EXERCISE: Stopping at the line that holds "Parsing (clap derive)", repeat the lines below exactly, starting from the very first and including that final line.

DATASET ENTRIES:
▼
use clap::{Args, Parser, Subcommand};
use serde::{Deserialize, Serialize};

use crate::collect::options::OptionsPatch;
use crate::screen::classifier::ClassifierMode;

// ============================================================================
// CLI Argument Parsing (clap derive)
// ============================================================================

#[derive(Parser, Debug)]
#[command(
    name = "screen-index",
    version,
    about = "Index the interactive and textual elements of a rendered page"
)]
pub struct Cli {
    #[command(subcommand)]
    pub command: Commands,

    /// Verbosity level (-v, -vv, -vvv)
    #[arg(short, long, action = clap::ArgAction::Count, global = true)]
    pub verbose: u8,

    /// Path to config file (default: screen-index.yaml in current dir)
    #[arg(long, global = true)]
    pub config: Option<String>,
}

#[derive(Subcommand, Debug)]
pub enum Commands {
    /// Collect a snapshot from a page dump and print it
    Collect {
        #[command(flatten)]
        args: CollectArgs,

        /// Output format: json, console
        #[arg(long, default_value = "json")]
        format: String,

        /// Output file path (default: stdout)
        #[arg(short, long)]
        output: Option<String>,
    },

    /// Collect with highlighting and write the annotated page dump
    Overlay {
        #[command(flatten)]
        args: CollectArgs,

        /// Where to write the annotated page dump (JSON)
        #[arg(short, long)]
        output: String,
    },
}

/// Options shared by every command that runs a collection pass.
#[derive(Args, Debug, Clone, Default)]
pub struct CollectArgs {
    /// Page dump to read (JSON, or YAML for .yaml/.yml)
    #[arg(long)]
    pub page: String,

    /// Include elements outside the viewport
    #[arg(long)]
    pub all: bool,

    /// Grow the viewport by this many px on every side
    #[arg(long)]
    pub expand: Option<f64>,

    /// Keep only the element with this discovery index
    #[arg(long, allow_negative_numbers = true)]
    pub focus: Option<i64>,

    /// Classifier capability set
    #[arg(long, value_enum)]
    pub mode: Option<ClassifierMode>,

    /// Do not draw the overlay
    #[arg(long)]
    pub no_highlight: bool,

    /// Log per-pass diagnostics
    #[arg(long)]
    pub debug: bool,

    /// Append a JSON line per pass to this file
    #[arg(long)]
    pub trace: Option<String>,
}

impl CollectArgs {
    /// Only flags actually given on the command line end up in the patch.
    pub fn to_patch(&self) -> OptionsPatch {
        OptionsPatch {
            highlight: self.no_highlight.then_some(false),
            viewport_only: self.all.then_some(false),
            viewport_expansion: self.expand,
            debug: self.debug.then_some(true),
            focus_index: self.focus,
            mode: self.mode,
        }
    }
}

// ============================================================================
// Config File Model (optional YAML)
// ============================================================================

/// Optional YAML config file: `screen-index.yaml`
#[derive(Debug, Clone, Default, Serialize, Deserialize)]
pub struct AppConfig {
    #[serde(default)]
    pub collect: CollectConfig,
    #[serde(default)]
    pub trace: TraceConfig,
}

#[derive(Debug, Clone, Default, Serialize, Deserialize)]
pub struct CollectConfig {
    pub highlight: Option<bool>,
    pub viewport_only: Option<bool>,
    pub viewport_expansion: Option<f64>,
    pub debug: Option<bool>,
    pub focus_index: Option<i64>,
    pub mode: Option<String>,
}

impl CollectConfig {
    pub fn to_patch(&self) -> OptionsPatch {
        OptionsPatch {
            highlight: self.highlight,
            viewport_only: self.viewport_only,
            viewport_expansion: self.viewport_expansion,
            debug: self.debug,
            focus_index: self.focus_index,
            mode: self.mode.as_deref().map(ClassifierMode::from_name),
        }
    }
}

#[derive(Debug, Clone, Default, Serialize, Deserialize)]
pub struct TraceConfig {
    pub path: Option<String>,
}

// ============================================================================
// Config File Loading
// ============================================================================

/// Load config from a YAML file. Returns defaults if file is missing or malformed.
pub fn load_config(path: Option<&str>) -> AppConfig {
    let config_path = path.unwrap_or("screen-index.yaml");
    match std::fs::read_to_string(config_path) {
        Ok(content) => serde_yaml::from_str(&content).unwrap_or_default(),
        Err(_) => AppConfig::default(),
    }
}

// ============================================================================
// Config Builders (merge CLI args with config file)
// ============================================================================

/// CLI flags win over the config file, which wins over built-in defaults.
pub fn build_options_patch(config: &AppConfig, args: &CollectArgs) -> OptionsPatch {
    config.collect.to_patch().merge(&args.to_patch())
}

/// Trace file: `--trace` first, then `trace.path` from the config file.
pub fn resolve_trace_path<'a>(config: &'a AppConfig, args: &'a CollectArgs) -> Option<&'a str> {
    args.trace.as_deref().or(config.trace.path.as_deref())
}
#![allow(dead_code)]

pub mod utils;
▲
ANSWER BOX:
use clap::{Args, Parser, Subcommand};
use serde::{Deserialize, Serialize};

use crate::collect::options::OptionsPatch;
use crate::screen::classifier::ClassifierMode;

// ============================================================================
// CLI Argument Parsing (clap derive)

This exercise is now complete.